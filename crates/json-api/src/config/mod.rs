//! Server configuration module

use clap::Parser;

use crate::config::{
    db::DatabaseConfig,
    environment::EnvironmentConfig,
    observability::{LoggingConfig, ObservabilityConfig},
    server::ServerRuntimeConfig,
};

pub(crate) mod db;
pub(crate) mod environment;
pub(crate) mod observability;
pub(crate) mod server;

/// Storefront JSON API Server configuration
#[derive(Debug, Parser)]
#[command(name = "storefront-json", about = "Storefront JSON API Server", long_about = None)]
pub struct ServerConfig {
    /// Server network settings.
    #[command(flatten)]
    pub server: ServerRuntimeConfig,

    /// Logging output settings.
    #[command(flatten)]
    pub logging: LoggingConfig,

    /// Request logging and metrics settings.
    #[command(flatten)]
    pub observability: ObservabilityConfig,

    /// Application database settings.
    #[command(flatten)]
    pub database: DatabaseConfig,

    /// Deployment environment settings.
    #[command(flatten)]
    pub environment: EnvironmentConfig,
}

impl ServerConfig {
    /// Load configuration from environment and CLI arguments
    ///
    /// # Errors
    ///
    /// Returns an error if configuration cannot be parsed
    pub fn load() -> Result<Self, clap::Error> {
        // Load .env file if present (ignore if missing)
        _ = dotenvy::dotenv();

        Self::try_parse()
    }

    /// Get the socket address for binding
    #[must_use]
    pub fn socket_addr(&self) -> String {
        self.server.socket_addr()
    }
}
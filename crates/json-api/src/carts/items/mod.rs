//! Cart Items

mod handlers;

pub(crate) use handlers::*;
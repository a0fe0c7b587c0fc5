use clap::{Parser, Subcommand};

mod category;
mod db;
mod user;

#[derive(Debug, Parser)]
#[command(name = "storefront-app", about = "Storefront CLI", long_about = None)]
pub(crate) struct Cli {
    #[command(subcommand)]
    command: Commands,
}

#[derive(Debug, Subcommand)]
enum Commands {
    User(user::UserCommand),
    Category(category::CategoryCommand),
    Db(db::DbCommand),
}

impl Cli {
    pub(crate) async fn run(self) -> Result<(), String> {
        match self.command {
            Commands::User(command) => user::run(command).await,
            Commands::Category(command) => category::run(command).await,
            Commands::Db(command) => db::run(command).await,
        }
    }
}
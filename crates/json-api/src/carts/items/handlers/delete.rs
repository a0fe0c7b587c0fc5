//! Remove Cart Item Handler

use std::sync::Arc;

use salvo::{oapi::extract::PathParam, prelude::*};
use uuid::Uuid;

use crate::{
    carts::{errors::into_status_error, models::CartResponse},
    envelope::Envelope,
    extensions::*,
    state::State,
};

/// Remove Cart Item Handler
#[endpoint(
    tags("cart"),
    summary = "Remove Cart Item",
    security(("bearer_auth" = [])),
    responses(
        (status_code = StatusCode::OK, description = "Item removed from cart"),
        (status_code = StatusCode::NOT_FOUND, description = "Item not found in cart"),
        (status_code = StatusCode::BAD_REQUEST, description = "Bad Request"),
        (status_code = StatusCode::UNAUTHORIZED, description = "Not authorized"),
        (status_code = StatusCode::INTERNAL_SERVER_ERROR, description = "Internal Server Error"),
    ),
)]
pub(crate) async fn handler(
    item: PathParam<Uuid>,
    depot: &mut Depot,
) -> Result<Json<Envelope<CartResponse>>, StatusError> {
    let state = depot.obtain_or_500::<Arc<State>>()?;
    let user = depot.user_uuid_or_401()?;

    let cart = state
        .app
        .carts
        .remove_item(user, item.into_inner().into())
        .await
        .map_err(into_status_error)?;

    Ok(Json(Envelope::data(cart.into()).message("Item removed from cart")))
}
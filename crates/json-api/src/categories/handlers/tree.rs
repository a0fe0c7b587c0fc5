//! Category Tree Handler

use std::sync::Arc;

use salvo::prelude::*;

use crate::{
    categories::{errors::into_status_error, models::CategoryTreeResponse},
    envelope::Envelope,
    extensions::*,
    state::State,
};

/// Category Tree Handler
///
/// Root categories with their descendants nested beneath them.
#[endpoint(
    tags("categories"),
    summary = "Category Tree",
    responses(
        (status_code = StatusCode::OK, description = "Category tree"),
        (status_code = StatusCode::INTERNAL_SERVER_ERROR, description = "Internal Server Error"),
    ),
)]
pub(crate) async fn handler(
    depot: &mut Depot,
) -> Result<Json<Envelope<Vec<CategoryTreeResponse>>>, StatusError> {
    let state = depot.obtain_or_500::<Arc<State>>()?;

    let tree = state
        .app
        .categories
        .category_tree()
        .await
        .map_err(into_status_error)?;

    Ok(Json(Envelope::data(tree.into_iter().map(Into::into).collect())))
}
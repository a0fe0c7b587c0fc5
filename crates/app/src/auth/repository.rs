//! Auth repository.

use sqlx::{PgPool, query_scalar};
use uuid::Uuid;

use crate::domain::users::records::UserUuid;

const FIND_USER_BY_TOKEN_HASH_SQL: &str = include_str!("sql/find_user_by_token_hash.sql");

#[derive(Debug, Clone)]
pub(crate) struct PgAuthRepository {
    pool: PgPool,
}

impl PgAuthRepository {
    #[must_use]
    pub(crate) fn new(pool: PgPool) -> Self {
        Self { pool }
    }

    pub(crate) async fn find_user_by_token_hash(
        &self,
        hash: &str,
    ) -> Result<Option<UserUuid>, sqlx::Error> {
        query_scalar::<_, Uuid>(FIND_USER_BY_TOKEN_HASH_SQL)
            .bind(hash)
            .fetch_optional(&self.pool)
            .await
            .map(|uuid| uuid.map(UserUuid::from_uuid))
    }
}
//! User Data

use crate::domain::users::records::UserUuid;

/// New User Data
#[derive(Debug, Clone, PartialEq)]
pub struct NewUser {
    /// UUID to assign to the user row.
    pub uuid: UserUuid,

    /// Display name.
    pub name: String,

    /// Email address, unique across users.
    pub email: String,

    /// SHA-256 hash of the user's API token.
    pub token_hash: String,
}

/// Profile Update Data
///
/// Fields left as `None` keep their current value.
#[derive(Debug, Clone, Default, PartialEq)]
pub struct ProfileUpdate {
    pub name: Option<String>,
    pub phone: Option<String>,
}
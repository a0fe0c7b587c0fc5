//! Reviews service.

use async_trait::async_trait;
use mockall::automock;
use storefront::ratings::{summarize, validate_rating};

use crate::{
    database::Db,
    domain::{
        products::repository::PgProductsRepository,
        reviews::{
            data::{MAX_COMMENT_LENGTH, NewReview},
            errors::ReviewsServiceError,
            records::ReviewOutcome,
            repository::PgReviewsRepository,
        },
    },
};

#[derive(Debug, Clone)]
pub struct PgReviewsService {
    db: Db,
    reviews_repository: PgReviewsRepository,
    products_repository: PgProductsRepository,
}

impl PgReviewsService {
    #[must_use]
    pub fn new(db: Db) -> Self {
        Self {
            db,
            reviews_repository: PgReviewsRepository::new(),
            products_repository: PgProductsRepository::new(),
        }
    }
}

#[async_trait]
impl ReviewsService for PgReviewsService {
    async fn add_review(&self, review: NewReview) -> Result<ReviewOutcome, ReviewsServiceError> {
        let rating = validate_rating(review.rating)?;
        let comment = review.comment.trim();

        if comment.is_empty() || comment.chars().count() > MAX_COMMENT_LENGTH {
            return Err(ReviewsServiceError::InvalidComment);
        }

        let mut tx = self.db.begin_transaction().await?;

        // Serialises concurrent reviews of the same product so the aggregate stays exact
        let product = self
            .products_repository
            .lock_product(&mut tx, review.product)
            .await?;

        let stored = self
            .reviews_repository
            .create_review(&mut tx, review.uuid, product.uuid, review.user, rating, comment)
            .await?;

        let ratings = self
            .reviews_repository
            .product_ratings(&mut tx, product.uuid)
            .await?;

        let product_rating = summarize(ratings);

        self.products_repository
            .update_rating(
                &mut tx,
                product.uuid,
                product_rating.average,
                product_rating.count,
            )
            .await?;

        tx.commit().await?;

        tracing::debug!(
            product = %product.uuid,
            average = %product_rating.average,
            count = product_rating.count,
            "recomputed product rating"
        );

        Ok(ReviewOutcome {
            review: stored,
            product_rating,
        })
    }
}

#[automock]
#[async_trait]
pub trait ReviewsService: Send + Sync {
    /// Stores a review and recomputes the product's rating average and count.
    async fn add_review(&self, review: NewReview) -> Result<ReviewOutcome, ReviewsServiceError>;
}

--

Identify the lines of the data that contain the word "settings". Copy each of them.

    /// Server network settings.
    /// Logging output settings.
    /// Request logging and metrics settings.
    /// Application database settings.
    /// Deployment environment settings.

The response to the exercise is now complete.